2.4. Statistical Analyses

Statistical analysis was performed using JMP Ver. 8.0.2 (SAS Institute Inc., Cary, NC, USA). The difference between pairs of means for the evapotranspiration, weight, lead concentration, and lead uptake of the plant shoots with and without the hydroxyapatite was identified using Student’s t-test. Analysis of variance (ANOVA) was performed to compare soil pH, water-extractable lead in the soil, and total summed content of the lead fraction in the sequential extraction samples of the rhizosphere soil. The differences between mean values were determined using Tukey’s honestly significant difference (HSD) test at a 95% confidence level.

3. Results

3.1. Shoot Biomass and Lead Uptake from Contaminated Soil

The shoot weights of barley and hairy vetch grown in the soil with the RC with the hydroxyapatite were higher than those without the hydroxyapatite. However, the shoot weight of barley was not noted to be significantly different (Table 2). The lead concentrations of plant shoots were the opposite; those were lower in the plants with the RC with the hydroxyapatite at 7 and 9 μg g−1 for barley and hairy vetch, respectively, than without the hydroxyapatite. However, there were no significant differences in lead concentrations between with and without the hydroxyapatite groups for both plants due to the high coefficients of variation of the lead concentrations in the plants without the hydroxyapatite. The evapotranspiration rates of the plants were 40 to 66 mm for barley and 65 to 70 mm for hairy vetch.
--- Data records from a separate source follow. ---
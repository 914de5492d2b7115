//! Closed state type for the per-call state machine.

/// Lifecycle state of one call session. Exactly one value at a time;
/// mutated only through [`CallState::can_transition`]-checked edges.
#[derive(Debug, Clone, Copy, PartialEq, Eq)]
pub enum CallState {
    /// No call in progress, or the call has been torn down.
    Idle,
    /// Speaking the opening greeting.
    Greeting,
    /// Waiting for the caller to start speaking.
    Listening,
    /// Accumulating the caller's utterance.
    Recording,
    /// Running the language pipeline; acts as a mutex so only one
    /// pipeline invocation is in flight per session.
    Processing,
    /// Streaming a synthesized reply to the caller.
    Speaking,
}

impl CallState {
    /// Whether the edge `self → next` is part of the state machine.
    ///
    /// `Idle` is the terminal teardown state and is reachable from
    /// everywhere. `Listening → Speaking` exists only for the
    /// first-turn acknowledgement window: a playback-finished echo can
    /// move the session to `Listening` between the acknowledgement and
    /// the final reply of the same pipeline run.
    pub fn can_transition(self, next: CallState) -> bool {
        use CallState::{Greeting, Idle, Listening, Processing, Recording, Speaking};
        if next == Idle {
            return true;
        }
        matches!(
            (self, next),
            (Idle, Greeting)
                | (Greeting, Speaking)
                | (Greeting, Listening)
                | (Listening, Recording)
                | (Listening, Speaking)
                | (Recording, Processing)
                | (Recording, Listening)
                | (Processing, Speaking)
                | (Processing, Listening)
                | (Speaking, Listening)
                | (Speaking, Recording)
        )
    }
}
//! WebSocket endpoint carrying the media stream, one connection per
//! call.
//!
//! Inbound JSON events drive a [`CallSession`]; outbound events flow
//! through a channel-backed [`MediaSink`] to the socket writer so the
//! session never blocks on the wire. The session is destroyed on
//! `stop` or socket close; there are no other exit paths.

use crate::config::CallConfig;
use crate::error::{CallError, Result};
use crate::gateway::AiGateway;
use crate::session::CallSession;
use crate::transport::MediaSink;
use crate::transport::protocol::{InboundEvent, OutboundEvent, decode_payload};
use axum::Router;
use axum::extract::State;
use axum::extract::ws::{Message, WebSocket, WebSocketUpgrade};
use axum::response::Response;
use axum::routing::get;
use futures_util::{SinkExt, StreamExt};
use std::sync::Arc;
use std::sync::atomic::{AtomicBool, Ordering};
use tokio::sync::mpsc;
use tracing::{debug, info, warn};

/// Shared handles every connection needs.
#[derive(Clone)]
struct AppState {
    config: Arc<CallConfig>,
    gateway: Arc<dyn AiGateway>,
}

/// Serve the media stream endpoint until the listener fails.
///
/// # Errors
///
/// Returns an error if the bind address is invalid or the listener
/// cannot be created.
pub async fn serve(config: Arc<CallConfig>, gateway: Arc<dyn AiGateway>) -> Result<()> {
    let bind_addr = config.server.bind_addr.clone();
    let app = Router::new()
        .route("/media", get(media_upgrade))
        .with_state(AppState { config, gateway });

    let listener = tokio::net::TcpListener::bind(&bind_addr).await?;
    info!(addr = %bind_addr, "media stream endpoint listening");
    axum::serve(listener, app)
        .await
        .map_err(|e| CallError::Transport(format!("server error: {e}")))
}

async fn media_upgrade(State(state): State<AppState>, upgrade: WebSocketUpgrade) -> Response {
    upgrade.on_upgrade(move |socket| handle_connection(socket, state))
}

/// Outbound half of the socket: serializes events and forwards them to
/// the writer task. Marks itself closed on the first send failure so
/// every later send is a silent no-op.
struct WsMediaSink {
    tx: mpsc::UnboundedSender<Message>,
    open: AtomicBool,
}

impl MediaSink for WsMediaSink {
    fn send(&self, event: OutboundEvent) {
        if !self.is_open() {
            return;
        }
        let json = match serde_json::to_string(&event) {
            Ok(json) => json,
            Err(e) => {
                warn!(error = %e, "dropping unencodable outbound event");
                return;
            }
        };
        if self.tx.send(Message::Text(json.into())).is_err() {
            self.open.store(false, Ordering::Relaxed);
        }
    }

    fn is_open(&self) -> bool {
        self.open.load(Ordering::Relaxed)
    }
}

async fn handle_connection(socket: WebSocket, state: AppState) {
    let (mut writer, mut reader) = socket.split();
    let (tx, mut rx) = mpsc::unbounded_channel::<Message>();
    let sink = Arc::new(WsMediaSink {
        tx,
        open: AtomicBool::new(true),
    });

    // Writer task: drains the outbound channel onto the socket.
    let writer_sink = Arc::clone(&sink);
    let writer_task = tokio::spawn(async move {
        while let Some(message) = rx.recv().await {
            if writer.send(message).await.is_err() {
                writer_sink.open.store(false, Ordering::Relaxed);
                break;
            }
        }
    });

    let mut session: Option<CallSession> = None;
    while let Some(message) = reader.next().await {
        let Ok(message) = message else { break };
        let Message::Text(raw) = message else {
            continue;
        };
        let event: InboundEvent = match serde_json::from_str(&raw) {
            Ok(event) => event,
            Err(e) => {
                debug!(error = %e, "ignoring malformed media stream frame");
                continue;
            }
        };
        match event {
            InboundEvent::Start { stream_sid, start } => {
                if session.is_some() {
                    warn!("duplicate start event, ignoring");
                    continue;
                }
                if let Some(format) = &start.media_format {
                    debug!(
                        encoding = %format.encoding,
                        sample_rate = format.sample_rate,
                        channels = format.channels,
                        "media format"
                    );
                }
                let new_session = CallSession::new(
                    Arc::clone(&state.config),
                    Arc::clone(&state.gateway),
                    Arc::clone(&sink) as Arc<dyn MediaSink>,
                    stream_sid,
                    &start.call_sid,
                );
                let greeter = new_session.clone();
                tokio::spawn(async move {
                    greeter.start().await;
                });
                session = Some(new_session);
            }
            InboundEvent::Media { media } => {
                if let Some(session) = &session {
                    session.handle_media(decode_payload(&media));
                }
            }
            InboundEvent::Mark { mark } => {
                if let Some(session) = &session {
                    session.handle_mark(&mark.name);
                }
            }
            InboundEvent::Stop => break,
        }
    }

    sink.open.store(false, Ordering::Relaxed);
    if let Some(session) = session {
        session.stop();
    }
    writer_task.abort();
}
//! HTTP client for the AI gateway's four operations.
//!
//! Speaks the cloud provider's JSON shapes: batch speech recognition
//! with multi-language auto-detection, basic translation, a chat-style
//! reasoning endpoint grounded in the injected knowledge text, and
//! 24 kHz LINEAR16 synthesis that is downsampled to companded 8 kHz
//! here before it ever reaches the session. One attempt per call;
//! retry/backoff is the gateway side's job.

use crate::audio::resample;
use crate::config::GatewayConfig;
use crate::error::{CallError, Result};
use crate::gateway::{AiGateway, ConversationTurn, Role, Transcription, bcp47_to_iso};
use async_trait::async_trait;
use base64::Engine as _;
use base64::engine::general_purpose::STANDARD as BASE64;
use serde::Deserialize;
use serde_json::json;
use tracing::debug;

/// Recognition languages offered for auto-detection alongside the
/// primary language (BCP-47).
const STT_ALT_LANGUAGES: [&str; 12] = [
    "hi-IN", "es-ES", "fr-FR", "de-DE", "pt-BR", "ja-JP", "ko-KR", "ar-SA", "zh", "ru-RU",
    "it-IT", "ta-IN",
];

/// Synthesis requests beyond this many characters are truncated.
const MAX_TTS_CHARS: usize = 5_000;

/// BCP-47 voice language for an ISO-639-1 code.
fn voice_language(iso: &str) -> &'static str {
    match iso {
        "en" => "en-US",
        "hi" => "hi-IN",
        "es" => "es-ES",
        "fr" => "fr-FR",
        "de" => "de-DE",
        "pt" => "pt-BR",
        "ja" => "ja-JP",
        "ko" => "ko-KR",
        "ar" => "ar-XA",
        "zh" => "cmn-CN",
        "ru" => "ru-RU",
        "it" => "it-IT",
        "ta" => "ta-IN",
        "te" => "te-IN",
        "bn" => "bn-IN",
        "mr" => "mr-IN",
        "gu" => "gu-IN",
        "tr" => "tr-TR",
        "pl" => "pl-PL",
        "nl" => "nl-NL",
        "vi" => "vi-VN",
        "th" => "th-TH",
        _ => "en-US",
    }
}

/// HTTP implementation of [`AiGateway`].
pub struct HttpGateway {
    client: reqwest::Client,
    config: GatewayConfig,
    system_prompt: String,
    synthesis_sample_rate: u32,
}

impl HttpGateway {
    /// Build a gateway, loading the knowledge text from the configured
    /// path.
    ///
    /// # Errors
    ///
    /// Returns an error if the knowledge file cannot be read.
    pub fn new(config: GatewayConfig, synthesis_sample_rate: u32) -> Result<Self> {
        let knowledge = match &config.knowledge_path {
            Some(path) => std::fs::read_to_string(path).map_err(|e| {
                CallError::Config(format!("cannot read knowledge file {}: {e}", path.display()))
            })?,
            None => String::new(),
        };
        Ok(Self::with_knowledge(config, &knowledge, synthesis_sample_rate))
    }

    /// Build a gateway with the knowledge text supplied directly.
    pub fn with_knowledge(
        config: GatewayConfig,
        knowledge: &str,
        synthesis_sample_rate: u32,
    ) -> Self {
        let system_prompt = build_system_prompt(knowledge);
        Self {
            client: reqwest::Client::new(),
            config,
            system_prompt,
            synthesis_sample_rate,
        }
    }

    async fn post(&self, path: &str, body: serde_json::Value) -> Result<serde_json::Value> {
        let url = format!("{}/{path}", self.config.base_url.trim_end_matches('/'));
        let mut request = self.client.post(&url).json(&body);
        if !self.config.api_key.is_empty() {
            request = request.bearer_auth(&self.config.api_key);
        }
        let response = request
            .send()
            .await
            .map_err(|e| CallError::Gateway(format!("{path}: {e}")))?;
        let status = response.status();
        if !status.is_success() {
            return Err(CallError::Gateway(format!("{path}: HTTP {status}")));
        }
        response
            .json()
            .await
            .map_err(|e| CallError::Gateway(format!("{path}: invalid response body: {e}")))
    }
}

fn build_system_prompt(knowledge: &str) -> String {
    format!(
        "You are a medical information representative speaking with a healthcare \
         professional on a phone call.\n\
         Rules: only use the PRODUCT INFORMATION below; if the answer is not there, say \
         the information is not specified in the publicly available product information. \
         Keep responses to one to three short natural sentences. Keep drug names, trial \
         names, dosages, and units in English regardless of conversation language. Never \
         mention AI, prompts, or translation. Never discuss off-label use or give \
         patient-specific advice. No lists or formatting of any kind — speak as a human \
         on the phone.\n\nPRODUCT INFORMATION:\n---\n{knowledge}\n---"
    )
}

#[derive(Debug, Deserialize, Default)]
struct RecognizeResponse {
    #[serde(default)]
    results: Vec<RecognizeResult>,
}

#[derive(Debug, Deserialize)]
struct RecognizeResult {
    #[serde(default)]
    alternatives: Vec<RecognizeAlternative>,
    #[serde(rename = "languageCode", default)]
    language_code: Option<String>,
}

#[derive(Debug, Deserialize)]
struct RecognizeAlternative {
    #[serde(default)]
    transcript: String,
}

#[derive(Debug, Deserialize, Default)]
struct TranslateResponse {
    #[serde(default)]
    data: TranslateData,
}

#[derive(Debug, Deserialize, Default)]
struct TranslateData {
    #[serde(default)]
    translations: Vec<TranslationItem>,
}

#[derive(Debug, Deserialize)]
struct TranslationItem {
    #[serde(rename = "translatedText", default)]
    translated_text: String,
}

#[derive(Debug, Deserialize, Default)]
struct ReasonResponse {
    #[serde(default)]
    candidates: Vec<ReasonCandidate>,
}

#[derive(Debug, Deserialize)]
struct ReasonCandidate {
    #[serde(default)]
    content: ReasonContent,
}

#[derive(Debug, Deserialize, Default)]
struct ReasonContent {
    #[serde(default)]
    parts: Vec<ReasonPart>,
}

#[derive(Debug, Deserialize)]
struct ReasonPart {
    #[serde(default)]
    text: String,
}

#[derive(Debug, Deserialize, Default)]
struct SynthesizeResponse {
    #[serde(rename = "audioContent", default)]
    audio_content: String,
}

#[async_trait]
impl AiGateway for HttpGateway {
    async fn transcribe(&self, audio: &[u8]) -> Result<Transcription> {
        // Too little audio to be worth a round trip.
        if audio.len() < 100 {
            return Ok(Transcription {
                text: String::new(),
                language: None,
            });
        }
        let body = json!({
            "audio": { "content": BASE64.encode(audio) },
            "config": {
                "encoding": "MULAW",
                "sampleRateHertz": 8_000,
                "languageCode": "en-US",
                "alternativeLanguageCodes": STT_ALT_LANGUAGES,
                "model": "latest_long",
                "enableAutomaticPunctuation": true,
            },
        });
        let value = self.post("speech:recognize", body).await?;
        let parsed: RecognizeResponse = serde_json::from_value(value)?;

        let Some(result) = parsed.results.first() else {
            return Ok(Transcription {
                text: String::new(),
                language: None,
            });
        };
        let text = result
            .alternatives
            .first()
            .map(|a| a.transcript.trim().to_owned())
            .unwrap_or_default();
        let language = result
            .language_code
            .as_deref()
            .map(bcp47_to_iso)
            .filter(|_| !text.is_empty());
        debug!(text = %text, language = ?language, "transcription");
        Ok(Transcription { text, language })
    }

    async fn translate(&self, text: &str, from: &str, to: &str) -> Result<String> {
        if text.trim().is_empty() {
            return Ok(String::new());
        }
        if from == to {
            return Ok(text.to_owned());
        }
        let body = json!({ "q": text, "source": from, "target": to, "format": "text" });
        let value = self.post("translate", body).await?;
        let parsed: TranslateResponse = serde_json::from_value(value)?;
        parsed
            .data
            .translations
            .into_iter()
            .next()
            .map(|t| t.translated_text)
            .ok_or_else(|| CallError::Gateway("translate: empty response".to_owned()))
    }

    async fn reason(&self, query: &str, history: &[ConversationTurn]) -> Result<String> {
        if query.trim().is_empty() {
            return Ok("I didn't catch that. Could you repeat your question?".to_owned());
        }
        let mut contents: Vec<serde_json::Value> = history
            .iter()
            .map(|turn| {
                let role = match turn.role {
                    Role::Caller => "user",
                    Role::Agent => "model",
                };
                json!({ "role": role, "parts": [{ "text": turn.text }] })
            })
            .collect();
        contents.push(json!({ "role": "user", "parts": [{ "text": query }] }));

        let body = json!({
            "systemInstruction": { "parts": [{ "text": self.system_prompt }] },
            "contents": contents,
            "generationConfig": {
                "temperature": self.config.temperature,
                "maxOutputTokens": self.config.max_output_tokens,
            },
        });
        let value = self.post("reason", body).await?;
        let parsed: ReasonResponse = serde_json::from_value(value)?;
        let reply = parsed
            .candidates
            .into_iter()
            .next()
            .and_then(|c| c.content.parts.into_iter().next())
            .map(|p| p.text.trim().to_owned())
            .unwrap_or_default();
        if reply.is_empty() {
            return Ok("I'm sorry, could you repeat that?".to_owned());
        }
        Ok(reply)
    }

    async fn synthesize(&self, text: &str, language: &str) -> Result<Vec<u8>> {
        let text = text.trim();
        if text.is_empty() {
            return Ok(Vec::new());
        }
        let input: String = if text.len() > MAX_TTS_CHARS {
            let mut cut = MAX_TTS_CHARS - 3;
            while !text.is_char_boundary(cut) {
                cut -= 1;
            }
            format!("{}...", &text[..cut])
        } else {
            text.to_owned()
        };

        let body = json!({
            "input": { "text": input },
            "voice": { "languageCode": voice_language(language) },
            "audioConfig": {
                "audioEncoding": "LINEAR16",
                "sampleRateHertz": self.synthesis_sample_rate,
                "effectsProfileId": ["telephony-class-application"],
            },
        });
        let value = self.post("speech:synthesize", body).await?;
        let parsed: SynthesizeResponse = serde_json::from_value(value)?;
        if parsed.audio_content.is_empty() {
            return Ok(Vec::new());
        }
        let pcm = BASE64
            .decode(&parsed.audio_content)
            .map_err(|e| CallError::Gateway(format!("speech:synthesize: bad audio: {e}")))?;
        // The synthesizer speaks 16-bit linear at its native rate; the
        // caller hears companded 8 kHz.
        Ok(resample::pcm16le_to_mulaw_8k(&pcm, self.synthesis_sample_rate))
    }
}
3.2. Soil pH and Water-Extractable Lead in Rhizosphere Soil

The soil pH in RC1 without the hydroxyapatite was 5.2 despite the plant type (Table 3), and it was compatible with that in the soil before it was planted (Table 1). Getting closer to the PC, the soil pH decreased, and the soil pH in the RC3 was 5.0 for barley and 4.9 for hairy vetch. This reduction in rhizosphere soil pH may be attributed to the root secretion, such as organic acids and their decomposition in the rhizosphere soil [20,33]. Conversely, in the same RC, the soil pH with the hydroxyapatite was higher than that without the hydroxyapatite due to the pH buffering of hydroxyapatite [34,35]. Similar to the rhizosphere soil without the hydroxyapatite, the soil pH in RC3 was significantly lower than that in the RC2 for barley and RC1 for hairy vetch. The amounts of water-extractable lead in the rhizosphere soil of RCs without the hydroxyapatite for both plants increased to more than 0.10 mg kg−1 (Figure 1), whereas those before planting were less than 0.02 mg kg−1 (Table 1). In addition, the water-extractable lead in the rhizosphere soil of RCs without the hydroxyapatite increased as the rhizosphere soil of RC got closer to the contaminated soil. The amount of water-extractable lead in the rhizosphere soil of RC1 was significantly higher than that in the rhizosphere soil of RC3 for barley. The levels of water-extractable lead in the soil of RCs with the hydroxyapatite were suppressed to 0.06–0.10 mg kg−1 for barley and 0.04–0.08 mg kg−1 for hairy vetch. The levels of water-extractable lead in the rhizosphere soil with the hydroxyapatite were not significantly different among RC1, RC2, and RC3. In addition, the levels were significantly lower than that in the rhizosphere soil of RC1 without the hydroxyapatite for both plants. However, the levels of water-extractable lead in the rhizosphere soil of RCs with the hydroxyapatite were higher than that in the soil before planting where the water-extractable lead was not detected at less than 0.02 mg kg−1 (Table 1).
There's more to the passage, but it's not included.